Each line below that carries the string "DomainError" must appear in the answer.
+++++
//! Tests for PluginTree navigation, value slots and re-parenting

mod common;

use std::sync::Arc;

use rstest::{fixture, rstest};

use common::Widget;
use plugtree::domain::{
    Builtin, DomainError, NodeId, NodeType, NodeValue, Plugin, PluginTree, Value,
};

struct Sample {
    tree: PluginTree,
    a: NodeId,
    b: NodeId,
    c: NodeId,
    d: NodeId,
}

/// `/A/B/C` and `/D`
#[fixture]
fn sample() -> Sample {
    let mut tree = PluginTree::new();
    let root = tree.root();
    let a = tree.add_node(root, "A", NodeValue::Empty).unwrap();
    let b = tree.add_node(a, "B", NodeValue::Empty).unwrap();
    let c = tree.add_node(b, "C", NodeValue::Empty).unwrap();
    let d = tree.add_node(root, "D", NodeValue::Empty).unwrap();
    Sample { tree, a, b, c, d }
}

fn full_path(tree: &PluginTree, id: Option<NodeId>) -> Option<String> {
    id.and_then(|id| tree.full_path(id)).map(str::to_string)
}

#[rstest]
#[case("/A/B/C", "/A/B/C")]
#[case("A/B", "/A/B")]
#[case("/A/./B", "/A/B")]
#[case("/A/B/..", "/A")]
#[case("/A/B/C/../../../..", "/")]
#[case("/A/B//D", "/D")]
#[case("/a/b", "/A/B")]
#[case("/", "/")]
fn given_path_from_root_when_finding_then_walks_segments(
    sample: Sample,
    #[case] path: &str,
    #[case] expected: &str,
) {
    let found = sample.tree.find(sample.tree.root(), path);
    assert_eq!(full_path(&sample.tree, found).as_deref(), Some(expected));
}

#[rstest]
fn given_relative_path_when_finding_from_node_then_moves_cursor(sample: Sample) {
    let tree = &sample.tree;

    assert_eq!(tree.find(sample.b, "C"), Some(sample.c));
    assert_eq!(tree.find(sample.b, ".."), Some(sample.a));
    assert_eq!(tree.find(sample.b, "."), Some(sample.b));
    assert_eq!(tree.find(sample.b, "../../D"), Some(sample.d));
    assert_eq!(tree.find(tree.root(), ".."), Some(tree.root()));
}

#[rstest]
fn given_several_paths_when_finding_all_then_applies_in_order(sample: Sample) {
    let tree = &sample.tree;

    // Arrange: each string starts where the previous one stopped
    let found = tree.find_all(tree.root(), &["A", "B/C", "..", "", "../../D"]);

    // Assert: blank strings are skipped
    assert_eq!(found, Some(sample.d));
}

#[rstest]
fn given_missing_segment_when_finding_all_then_whole_walk_fails(sample: Sample) {
    let tree = &sample.tree;

    assert_eq!(tree.find(tree.root(), "/A/X/C"), None);
    assert_eq!(tree.find_all(tree.root(), &["A", "Missing", "/D"]), None);
    assert_eq!(tree.find_all(tree.root(), &[]), None);
}

#[rstest]
fn given_sibling_with_same_name_when_adding_then_duplicate_error(mut sample: Sample) {
    let result = sample.tree.add_node(sample.a, "b", NodeValue::Empty);
    assert!(matches!(result, Err(DomainError::DuplicateChild { .. })));
}

#[rstest]
#[case("")]
#[case("x/y")]
#[case("..")]
fn given_invalid_name_when_adding_then_rejected(mut sample: Sample, #[case] name: &str) {
    let result = sample.tree.add_node(sample.a, name, NodeValue::Empty);
    assert!(matches!(result, Err(DomainError::InvalidName(_))));
}

#[rstest]
fn given_cached_paths_when_reparenting_then_subtree_recomputes(mut sample: Sample) {
    // Arrange: warm the caches
    assert_eq!(sample.tree.full_path(sample.c), Some("/A/B/C"));
    assert_eq!(sample.tree.path(sample.c), Some("/A/B"));

    // Act
    sample.tree.set_parent(sample.b, sample.d).unwrap();

    // Assert
    assert_eq!(sample.tree.full_path(sample.b), Some("/D/B"));
    assert_eq!(sample.tree.full_path(sample.c), Some("/D/B/C"));
    assert_eq!(sample.tree.path(sample.c), Some("/D/B"));
    assert!(sample.tree.node(sample.a).unwrap().children().is_empty());
    assert_eq!(sample.tree.find(sample.tree.root(), "/D/B/C"), Some(sample.c));
}

#[rstest]
fn given_descendant_as_new_parent_when_reparenting_then_cycle_error(mut sample: Sample) {
    let result = sample.tree.set_parent(sample.a, sample.c);
    assert!(matches!(result, Err(DomainError::CyclicParent(_))));
}

#[rstest]
fn given_detached_node_when_finding_then_unreachable(mut sample: Sample) {
    sample.tree.detach(sample.b).unwrap();

    assert_eq!(sample.tree.find(sample.tree.root(), "/A/B"), None);
    assert_eq!(sample.tree.node(sample.b).unwrap().parent(), None);
    assert_eq!(sample.tree.full_path(sample.c), Some("B/C"));
}

#[rstest]
fn given_nested_node_when_listing_ancestors_then_nearest_first(sample: Sample) {
    let ancestors: Vec<_> = sample.tree.ancestors(sample.c).collect();
    assert_eq!(ancestors, vec![sample.b, sample.a, sample.tree.root()]);
}

#[rstest]
fn given_valued_ancestor_when_finding_owner_then_skips_empty_nodes(mut sample: Sample) {
    sample
        .tree
        .set_value(sample.a, Value::object(Widget::default()))
        .unwrap();

    assert_eq!(sample.tree.owner_node(sample.c), Some(sample.a));
    assert_eq!(sample.tree.owner_node(sample.d), None);
}

#[test]
fn given_builtin_bound_to_node_when_binding_elsewhere_then_already_bound() {
    let mut tree = PluginTree::new();
    let root = tree.root();
    let builtin = Arc::new(Builtin::new("shared"));

    let a = tree.add_node(root, "A", builtin.clone()).unwrap();
    let result = tree.add_node(root, "B", builtin.clone());

    assert!(matches!(result, Err(DomainError::AlreadyBound { .. })));
    assert_eq!(builtin.node(), Some(a));
    assert_eq!(tree.find(root, "B"), None);
    // Re-setting the same builtin on its own node is a no-op
    tree.set_value(a, builtin.clone()).unwrap();
}

#[test]
fn given_declared_properties_when_setting_object_then_applies_immediately() {
    // Arrange
    let mut tree = PluginTree::new();
    let node = tree.add_node(tree.root(), "W", NodeValue::Empty).unwrap();
    let properties = tree.properties_mut(node).unwrap();
    properties.set("color", "Red");
    properties.set("Size", "7");
    properties.set("Missing", "ignored");
    properties.set("Size2", "x");

    // Act
    tree.set_value(node, Value::object(Widget::default())).unwrap();

    // Assert
    let NodeValue::Custom(value) = tree.node(node).unwrap().value() else {
        panic!("expected custom value");
    };
    let widget = value.downcast_ref::<Widget>().unwrap();
    assert_eq!(widget.color(), "Red");
    assert_eq!(widget.size(), 7);
}

#[test]
fn given_caller_keeps_handle_when_setting_object_then_properties_still_applied() {
    // Arrange
    let mut tree = PluginTree::new();
    let node = tree.add_node(tree.root(), "W", NodeValue::Empty).unwrap();
    tree.properties_mut(node).unwrap().set("Color", "Red");
    let widget = Value::object(Widget::default());
    let handle = widget.clone();

    // Act
    tree.set_value(node, widget).unwrap();

    // Assert: both handles see the same instance
    assert_eq!(handle.downcast_ref::<Widget>().unwrap().color(), "Red");
}

#[test]
fn given_custom_value_when_clearing_then_empty_and_properties_kept() {
    let mut tree = PluginTree::new();
    let node = tree
        .add_node(tree.root(), "W", Value::object(Widget::default()))
        .unwrap();
    tree.properties_mut(node).unwrap().set("Color", "Blue");

    tree.set_value(node, Value::Null).unwrap();

    let node = tree.node(node).unwrap();
    assert_eq!(node.node_type(), NodeType::Empty);
    assert!(node.plugin().is_none());
    assert_eq!(node.properties().raw("color"), Some("Blue"));
}

#[test]
fn given_builtin_with_plugin_when_displaying_node_then_shows_type_and_plugin() {
    let mut tree = PluginTree::new();
    let plugin = Arc::new(Plugin::new("Main", "/plugins/Main.plugin"));
    let a = tree.add_node(tree.root(), "A", NodeValue::Empty).unwrap();
    let b = tree
        .add_node(a, "B", Builtin::new("B").with_plugin(plugin))
        .unwrap();

    assert_eq!(tree.display(b).to_string(), "[Builtin]/A/B@Main");
    assert_eq!(tree.display(a).to_string(), "/A");
}

#[rstest]
fn given_tree_when_iterating_then_preorder(sample: Sample) {
    let names: Vec<_> = sample.tree.iter().map(|(_, n)| n.name().to_string()).collect();
    assert_eq!(names, vec!["/", "A", "B", "C", "D"]);
    assert_eq!(sample.tree.depth(), 4);
}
+++++
> [SOLUTION FOR THIS EXERCISE]
    Builtin, DomainError, NodeId, NodeType, NodeValue, Plugin, PluginTree, Value,
    assert!(matches!(result, Err(DomainError::DuplicateChild { .. })));
    assert!(matches!(result, Err(DomainError::InvalidName(_))));
    assert!(matches!(result, Err(DomainError::CyclicParent(_))));
    assert!(matches!(result, Err(DomainError::AlreadyBound { .. })));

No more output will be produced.